The White Horse of the Fairy Queen

Ride a cock-horse to Banbury Cross,
To see a fine lady upon a white horse;
Rings on her fingers and bells on her toes,
And she shall have music wherever she goes.

Here we have a resonance of the association of the Fairy Folk with white horses, and music, especially bells. A cock horse could be an uncastrated animal, or it could mean a hobby horse. Note that two horses are mentioned. The cock-horse which is part of the injunction to the listeners, and the the white horse upon which the fine lady rides.
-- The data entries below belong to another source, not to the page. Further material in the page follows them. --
//! Subtitle extraction library: video URL in, clean plain-text subtitles out.
//!
//! **subtext** looks up the subtitle tracks of a video (via yt-dlp), picks the
//! best track for the requested language, downloads it, and flattens the
//! WebVTT, SRT or JSON caption payload into one line of readable text.
//!
//! # Quick start
//!
//! ```rust,no_run
//! # #[tokio::main]
//! # async fn main() -> subtext::Result<()> {
//! let subs = subtext::extract_subtitles("https://example.com/video").await?;
//! if subs.is_empty() {
//!     eprintln!("no subtitles");
//! } else {
//!     println!("{}", subs.text);
//! }
//! # Ok(())
//! # }
//! ```
//!
//! The pure stages are usable on their own: [`select()`] picks a track from a
//! [`SubtitleCatalog`] and [`normalize()`] cleans a payload.

pub mod config;
pub mod error;
pub mod fetch;
pub mod normalize;
pub mod select;
pub mod source;
pub mod types;
#[cfg(feature = "download")]
pub mod ytdlp;

pub use config::{ExtractOptions, Language};
pub use error::{Error, Result};
pub use fetch::{Fetch, HttpFetcher};
pub use normalize::{detect_format, normalize, PayloadFormat};
pub use select::{select, Selection};
pub use source::{validate_url, CatalogSource};
pub use types::{FormatDescriptor, LanguageMap, Subtitles, SubtitleCatalog, Tier, VideoInfo};
#[cfg(feature = "download")]
pub use ytdlp::YtDlp;

use tracing::{info, warn};

/// How a piece of subtitle text was obtained.
#[derive(Debug, Clone, PartialEq, Eq)]
pub struct Resolution {
    pub tier: Tier,
    /// Catalog language key of the track used.
    pub language: String,
    /// Format kind of the descriptor that was fetched.
    pub format: String,
    pub text: String,
}

/// Select, fetch and normalize subtitles from a catalog.
///
/// Returns an empty string when the catalog has no tracks, when every format
/// of the chosen track fails to download, or when the payload holds no text.
pub async fn resolve_and_clean<F: Fetch>(
    catalog: &SubtitleCatalog,
    language: &str,
    fetcher: &F,
) -> String {
    let options = ExtractOptions::default();
    resolve(catalog, language, fetcher, &options)
        .await
        .map(|r| r.text)
        .unwrap_or_default()
}

/// Like [`resolve_and_clean`], reporting which track and format were used.
///
/// `language` is taken as given; [`ExtractOptions::language`] is ignored here.
/// Returns `None` when no track could be selected or fetched.
pub async fn resolve<F: Fetch>(
    catalog: &SubtitleCatalog,
    language: &str,
    fetcher: &F,
    options: &ExtractOptions,
) -> Option<Resolution> {
    let Some(selection) = select(catalog, language) else {
        info!(requested = language, "no subtitle tracks available");
        return None;
    };

    let ordered: Vec<FormatDescriptor> =
        fetch::order_by_preference(selection.formats, &options.prefer_formats)
            .into_iter()
            .cloned()
            .collect();

    let Some((descriptor, payload)) = fetch::fetch(&ordered, fetcher, options.fetch_timeout).await
    else {
        warn!(
            language = selection.language,
            formats = ordered.len(),
            "every subtitle format failed to download"
        );
        return None;
    };

    let text = normalize(&payload);
    info!(
        language = selection.language,
        format = %descriptor.kind,
        chars = text.len(),
        "subtitles extracted"
    );

    Some(Resolution {
        tier: selection.tier,
        language: selection.language.to_string(),
        format: descriptor.kind.clone(),
        text,
    })
}

/// Extract subtitles from a URL in English with default options.
#[cfg(feature = "download")]
pub async fn extract_subtitles(url: &str) -> Result<Subtitles> {
    extract_subtitles_with_options(url, &ExtractOptions::default()).await
}

/// Extract subtitles from a URL with custom options, using yt-dlp and HTTP.
#[cfg(feature = "download")]
pub async fn extract_subtitles_with_options(
    url: &str,
    options: &ExtractOptions,
) -> Result<Subtitles> {
    let source = YtDlp::new(options);
    let fetcher = HttpFetcher::new(options)?;
    extract_with(&source, &fetcher, url, options).await
}

/// Extract subtitles with an explicit catalog source and fetcher.
///
/// Errors only for an invalid URL or a failed catalog lookup. Missing
/// subtitles yield `Ok` with empty text.
pub async fn extract_with<S: CatalogSource, F: Fetch>(
    source: &S,
    fetcher: &F,
    url: &str,
    options: &ExtractOptions,
) -> Result<Subtitles> {
    validate_url(url)?;
    let url = url.trim();

    let info = source.lookup(url).await?;
    let requested = options.language.code();
    let resolution = resolve(&info.catalog, requested, fetcher, options).await;

    if resolution.as_ref().is_none_or(|r| r.text.is_empty()) {
        info!(%url, language = requested, "no usable subtitles found");
    }

    let (text, language, tier, format) = match resolution {
        Some(r) => (r.text, Some(r.language), Some(r.tier), Some(r.format)),
        None => (String::new(), None, None, None),
    };

    Ok(Subtitles {
        text,
        requested_language: requested.to_string(),
        language,
        tier,
        format,
        source_url: Some(url.to_string()),
        source_title: info.title,
    })
}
When I was growing up as a lad of Irish Catholic extraction, a game my mother taught us to pass time on tedious car trips was that we had to cross our fingers if ever we saw a white horse. They could only be uncrossed if we saw a dog. I believe this is a vestige of an old belief that the Fairy Queen, riding a white horse, may represent a danger by stealing away children.

The classical connection.

The winged white horse, pegasus, was said to be born of water. A sacred well was said to have formed from his hoof mark, the spring called Hippocrene, which rose on Mount Helicon, the home of the Muses. Robert Graves supposes that the well was originally struck by the “moon shaped hoof of Leucippe (‘White Mare’), the Mare-headed mother herself…” Graves also states that Demeter was worshipped under the name of Epona, or the three Eponae. The Goddess Demeter was also sometimes represented as riding a horse. And as the horse was the puller of the plough which was essential in tilling the earth and providing the harvest, this should not be surprising.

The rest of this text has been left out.